The best kind of exercise is aerobic. This exercise is done by using your arms and/or legs in a continuous, rhythmic movement in order to increase your heart rate (pulse). Aerobic activities include:
- Skating (ice or roller)
- Stationary bike
Pick an aerobic exercise that you enjoy, and you will most likely keep doing it on a regular basis. Other activities (sports, gardening, shopping, housework, etc.) help improve your overall fitness, but will not improve your heart health for long-term benefits.
Tracking Your Progress
One of the easiest ways to monitor your progress is to write down what you do. Keep track of:
- weight (record once a week)
- blood pressure (if you have a home monitoring kit)
- minutes of exercise each day
- symptoms. Are you having any symptoms that would be of concern? If so, be sure to contact your doctor
- glucose values (for people with diabetes)
How to Exercise
Each exercise session should start with a warm-up and stretching, and end with a cool-down and stretching. Wear comfortably fitting shoes with soft soles. The shoes should not rub or chafe against your feet.
Warm-up: A warm-up helps the body prepare for aerobic exercise by slowly raising the body’s temperature and pulse. This is best done by walking or bicycling slowly for 5 minutes.
Stretching: After doing 5 minutes of warmup, you should stretch to prevent injury. To stretch properly, stretch the muscle and hold that position for 10 to 30 seconds (don’t bounce). Breathe normally during the stretch – do not hold your breath.
Aerobic Exercise: Aerobic exercise can make all the muscles in your body stronger, including your heart. See types of aerobic exercise in the previous column.
Cool-Down: The reason for a cool-down is to help the body return to a resting state. End your exercise session by slowing down your exercise for 5 minutes. Then repeat the stretching exercises that you did during your warm-up. This takes away the waste products that build up during exercise and helps reduce muscle soreness. The cooldown time slowly lowers you heart rate and blood pressure, helps prevent injuries and reduces the pooling of blood in your legs. Some experts believe this is the most important part of your workout.

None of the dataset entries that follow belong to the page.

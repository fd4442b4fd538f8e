// SPDX-License-Identifier: (MIT OR Apache-2.0)
//! Stop signal for the tick driver.
//!
//! AtomicBool flag. `Scheduler::run` checks it before every tick, so an
//! owning thread or test harness can end the driver from outside.

use std::sync::atomic::{AtomicBool, Ordering};

/// Stop flag shared between the tick driver and whoever owns it.
#[derive(Debug)]
pub struct StopToken {
    flag: AtomicBool,
}

impl StopToken {
    pub fn new() -> Self {
        Self {
            flag: AtomicBool::new(false),
        }
    }

    /// Ask the driver to stop after the current tick.
    pub fn stop(&self) {
        self.flag.store(true, Ordering::Release);
    }

    pub fn is_stopped(&self) -> bool {
        self.flag.load(Ordering::Acquire)
    }

    /// Clear the flag so the driver can be started again.
    pub(crate) fn reset(&self) {
        self.flag.store(false, Ordering::Release);
    }
}

impl Default for StopToken {
    fn default() -> Self {
        Self::new()
    }
}
// SPDX-License-Identifier: (MIT OR Apache-2.0)
//! Jobs: one logical thread each.
//!
//! A job is a boxed future plus a fault hook. The scheduler owns the
//! polling; the job's waker is the only way back onto the job queue.

use std::fmt;
use std::future::Future;
use std::pin::Pin;
use std::sync::atomic::{AtomicU8, Ordering};
use std::sync::Arc;
use std::task::{Context, Poll, Wake, Waker};

use crate::error::Fault;
use crate::queue::JobQueue;

/// Identity of a job, unique per scheduler.
#[derive(Debug, Clone, Copy, PartialEq, Eq, Hash, PartialOrd, Ord)]
pub struct TaskId(pub(crate) u64);

impl fmt::Display for TaskId {
    fn fmt(&self, f: &mut fmt::Formatter<'_>) -> fmt::Result {
        write!(f, "task#{}", self.0)
    }
}

/// Job lifecycle states.
#[repr(u8)]
#[derive(Debug, Clone, Copy, PartialEq, Eq)]
pub enum TaskState {
    /// On the job queue, waiting for a tick.
    Queued = 0,
    /// Being polled by the current tick.
    Running = 1,
    /// Waiting in the parking registry. Costs no ticks.
    Parked = 2,
    /// Finished or faulted.
    Done = 3,
    /// Woken while running; goes back on the queue when the poll returns.
    Notified = 4,
}

impl TaskState {
    fn from_u8(v: u8) -> Self {
        match v {
            0 => Self::Queued,
            1 => Self::Running,
            2 => Self::Parked,
            4 => Self::Notified,
            _ => Self::Done,
        }
    }
}

/// Type-erased job body. Completion is folded into the future itself.
pub(crate) type LocalBoxFuture = Pin<Box<dyn Future<Output = ()>>>;

/// Called with the fault when a job ends without completing.
pub(crate) type FaultHook = Box<dyn FnOnce(Fault)>;

/// State shared between the job and its wakers.
#[derive(Debug)]
pub(crate) struct TaskHeader {
    pub id: TaskId,
    state: AtomicU8,
}

impl TaskHeader {
    pub fn new(id: TaskId) -> Arc<Self> {
        Arc::new(Self {
            id,
            state: AtomicU8::new(TaskState::Queued as u8),
        })
    }

    pub fn state(&self) -> TaskState {
        TaskState::from_u8(self.state.load(Ordering::Acquire))
    }

    pub fn set_state(&self, state: TaskState) {
        self.state.store(state as u8, Ordering::Release);
    }

    /// Running → Parked after a `Pending` poll. Returns false when the job
    /// was woken during the poll; it is then marked Queued and the caller
    /// must push it back on the queue.
    pub fn park(&self) -> bool {
        match self.state.compare_exchange(
            TaskState::Running as u8,
            TaskState::Parked as u8,
            Ordering::AcqRel,
            Ordering::Acquire,
        ) {
            Ok(_) => true,
            Err(_) => {
                self.set_state(TaskState::Queued);
                false
            }
        }
    }
}

/// Waker that moves a parked job back onto the job queue.
struct TaskWaker {
    header: Arc<TaskHeader>,
    queue: Arc<JobQueue>,
}

impl Wake for TaskWaker {
    fn wake(self: Arc<Self>) {
        self.wake_by_ref();
    }

    fn wake_by_ref(self: &Arc<Self>) {
        let state = &self.header.state;
        let mut current = state.load(Ordering::Acquire);
        loop {
            let next = match TaskState::from_u8(current) {
                TaskState::Parked => TaskState::Queued,
                TaskState::Running => TaskState::Notified,
                // Already runnable or finished.
                TaskState::Queued | TaskState::Notified | TaskState::Done => return,
            };
            match state.compare_exchange(
                current,
                next as u8,
                Ordering::AcqRel,
                Ordering::Acquire,
            ) {
                Ok(_) => {
                    if next == TaskState::Queued {
                        self.queue.push(self.header.id);
                    }
                    return;
                }
                Err(actual) => current = actual,
            }
        }
    }
}

/// A spawned logical thread owned by the scheduler's task table.
pub(crate) struct Job {
    pub header: Arc<TaskHeader>,
    pub future: LocalBoxFuture,
    pub on_fault: Option<FaultHook>,
}

impl fmt::Debug for Job {
    fn fmt(&self, f: &mut fmt::Formatter<'_>) -> fmt::Result {
        f.debug_struct("Job")
            .field("id", &self.header.id)
            .field("state", &self.header.state())
            .finish()
    }
}

impl Job {
    pub fn new(id: TaskId, future: LocalBoxFuture, on_fault: Option<FaultHook>) -> Self {
        Self {
            header: TaskHeader::new(id),
            future,
            on_fault,
        }
    }

    pub fn id(&self) -> TaskId {
        self.header.id
    }

    /// Poll the body once with a waker bound to `queue`.
    pub fn poll(&mut self, queue: &Arc<JobQueue>) -> Poll<()> {
        let waker = Waker::from(Arc::new(TaskWaker {
            header: self.header.clone(),
            queue: queue.clone(),
        }));
        let mut cx = Context::from_waker(&waker);
        self.future.as_mut().poll(&mut cx)
    }

    /// Mark finished and hand `fault` to the hook, if any.
    pub fn fail(self, fault: Fault) {
        let Job {
            header,
            future,
            on_fault,
        } = self;
        header.set_state(TaskState::Done);
        // Parked channel operations inside the body deregister on drop,
        // before the fault is delivered.
        drop(future);
        if let Some(hook) = on_fault {
            hook(fault);
        }
    }
}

Stop exercising and tell your doctor if you have any of these symptoms during, or even several hours after, exercise:
- chest discomfort
- rapid heart beat
- jaw discomfort
- arm discomfort
- upper back discomfort
- unusual shortness of breath
- sudden weakness
- severe or unusual fatigue
- severe discomfort of any kind.
Hints for a Successful Exercise Program
- Set short- and long-term goals for yourself. Reward yourself when you meet them.
- Frequently review the benefits of exercise for you.
- Exercise with music or in front of the television.
- Wait one hour after eating before exercising.
- Pick an exercise you like that fits into your lifestyle.
- Exercise with a friend for both safety and motivation.
- Follow the walking guidelines below.
|When you first come home from the hospital, you should begin to walk daily. If you are feeling extremely tired and ill on a given day, you can skip that day. Walk at a comfortable, easy pace.
Follow these guidelines:
Listen to your body. If you develop any form of chest discomfort, extreme shortness of breath, dizziness, sudden weakness or excessive sweating, stop and rest five minutes or until the symptoms go away. Call your doctor if the symptoms do not go away completely, or if you have these symptoms again.
As your body grows stronger after you leave the hospital, you should increase to a moderate, steady walking pace. Follow your doctor’s orders or the instructions given to you.